Insurer Cannot Deny Coverage For Failure to Notify when Insurer Has Knowledge

04. December 2013 0

An insurer cannot deny coverage on the basis of an insured’s failure to notify of a material change in the risk where the insurer has knowledge of the change in the risk, even if the knowledge is imputed to the insurer by way of agency.

Mah v. Wawanesa Mutual Insurance Co., [2013] A.J. No. 1164, October 31, 2013, Alberta Court of Appeal, J.E.L. Cote, J. Watson and B.K. O’Ferrall JJ. A.

An insured successfully appealed a dismissal of his action against an insurer for damages for losses caused by fires at his property.

The insured’s property was insured under a homeowners policy with a policy period ending on June 30, 2006. The house was vacant as of May 2005. A notice of unfitness was issued for the property and sent to the insured. The notice was registered on title and posted on the door of the house. The insurer ordered an inspection of the property in 2005. The insurance brokerage hired an inspector who inspected the house and reported it was sound and could be made presentable. His photographs clearly showed the notice of unfitness on the door. The insurer received the report and the photos showing the notice, and then agreed to insure the house. Three fires occurred at the house from May to June 2006. The insured applied for coverage. The insurer denied coverage on the basis that the insured failed to give notice of the insured’s abandonment of the property and the notice of unfitness which were material changes to the risk.

At trial, the court found the insured failed to notify the insurer of a material change to the risk being the notice of unfitness, and so his action was dismissed.

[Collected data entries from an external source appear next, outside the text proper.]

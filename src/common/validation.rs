use rust_decimal::Decimal;
use validator::ValidationError;

// Validação compartilhada pelos payloads de produto, venda, retirada e diário.
pub fn validate_not_negative(val: &Decimal) -> Result<(), ValidationError> {
    if val.is_sign_negative() {
        let mut err = ValidationError::new("range");
        err.add_param("min".into(), &0.0);
        err.message = Some("O valor não pode ser negativo.".into());
        return Err(err);
    }
    Ok(())
}
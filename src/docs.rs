// src/docs.rs

use utoipa::openapi::security::{Http, HttpAuthScheme, SecurityScheme};
use utoipa::OpenApi;

use crate::handlers;
use crate::models;

#[derive(OpenApi)]
#[openapi(
    paths(
        // --- Auth ---
        handlers::auth::register,
        handlers::auth::login,
        handlers::auth::login_federated,
        handlers::auth::logout,
        handlers::auth::forgot_password,
        handlers::auth::reset_password,

        // --- Users ---
        handlers::profile::get_me,
        handlers::profile::get_session,
        handlers::profile::update_me,

        // --- Catalog ---
        handlers::stores::list_stores,
        handlers::stores::create_store,
        handlers::stores::update_store,
        handlers::stores::delete_store,
        handlers::warehouses::list_warehouses,
        handlers::warehouses::create_warehouse,
        handlers::warehouses::update_warehouse,
        handlers::warehouses::delete_warehouse,
        handlers::products::list_products,
        handlers::products::create_product,
        handlers::products::update_product,
        handlers::products::delete_product,
        handlers::uploads::upload_products_sheet,

        // --- Finance ---
        handlers::sales::list_sales,
        handlers::sales::create_sale,
        handlers::sales::update_sale,
        handlers::sales::delete_sale,
        handlers::withdrawals::list_withdrawals,
        handlers::withdrawals::create_withdrawal,
        handlers::withdrawals::update_withdrawal,
        handlers::withdrawals::delete_withdrawal,
        handlers::journal::list_journal_entries,
        handlers::journal::create_journal_entry,
        handlers::journal::update_journal_entry,
        handlers::journal::delete_journal_entry,
    ),
    components(
        schemas(
            // --- Auth ---
            models::auth::TenantUser,
            models::auth::SessionState,
            models::auth::RegisterUserPayload,
            models::auth::LoginUserPayload,
            models::auth::FederatedLoginPayload,
            models::auth::ForgotPasswordPayload,
            models::auth::ResetPasswordPayload,
            models::auth::UpdateProfilePayload,
            models::auth::AuthResponse,
            handlers::auth::LogoutPayload,

            // --- Catalog ---
            models::catalog::Store,
            models::catalog::Warehouse,
            models::catalog::Product,
            handlers::stores::StorePayload,
            handlers::warehouses::WarehousePayload,
            handlers::products::ProductPayload,

            // --- Finance ---
            models::finance::Sale,
            models::finance::Withdrawal,
            models::finance::JournalEntry,
            models::finance::JournalEntryKind,
            handlers::sales::SalePayload,
            handlers::withdrawals::WithdrawalPayload,
            handlers::journal::JournalEntryPayload,
        )
    ),
    tags(
        (name = "Auth", description = "Autenticação e reconciliação de usuários"),
        (name = "Users", description = "Dados do Usuário, Sessão e Perfil"),
        (name = "Catalog", description = "Lojas, Armazéns e Produtos"),
        (name = "Finance", description = "Vendas, Retiradas e Diário Contábil")
    ),
    modifiers(&SecurityAddon)
)]
pub struct ApiDoc;

struct SecurityAddon;

impl utoipa::Modify for SecurityAddon {
    fn modify(&self, openapi: &mut utoipa::openapi::OpenApi) {
        let components = openapi.components.get_or_insert_with(Default::default);
        components.add_security_scheme(
            "api_jwt",
            SecurityScheme::Http(Http::new(HttpAuthScheme::Bearer)),
        );
    }
}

The court of appeal found for the insured on the basis that the insurer knew or ought to have known of the notice of unfitness. The court concluded the inspector was an agent of the insurance brokerage, which was in turn an agent of the insurer, and so knowledge of the notice was imputed to the insurer. Therefore, the insurer had knowledge of the unfitness notice and it could not maintain its argument that there was a failure to notify of that fact. The court also stated that the statutory condition only required that written notice be provided to the insurer’s agent, which was the case here. The court mentioned the lack of any argument regarding whether the author needed to be the insured for the purposes of the statutory condition.

This case was digested by Djuna M. Field and edited by David W. Pilley of Harper Grey LLP.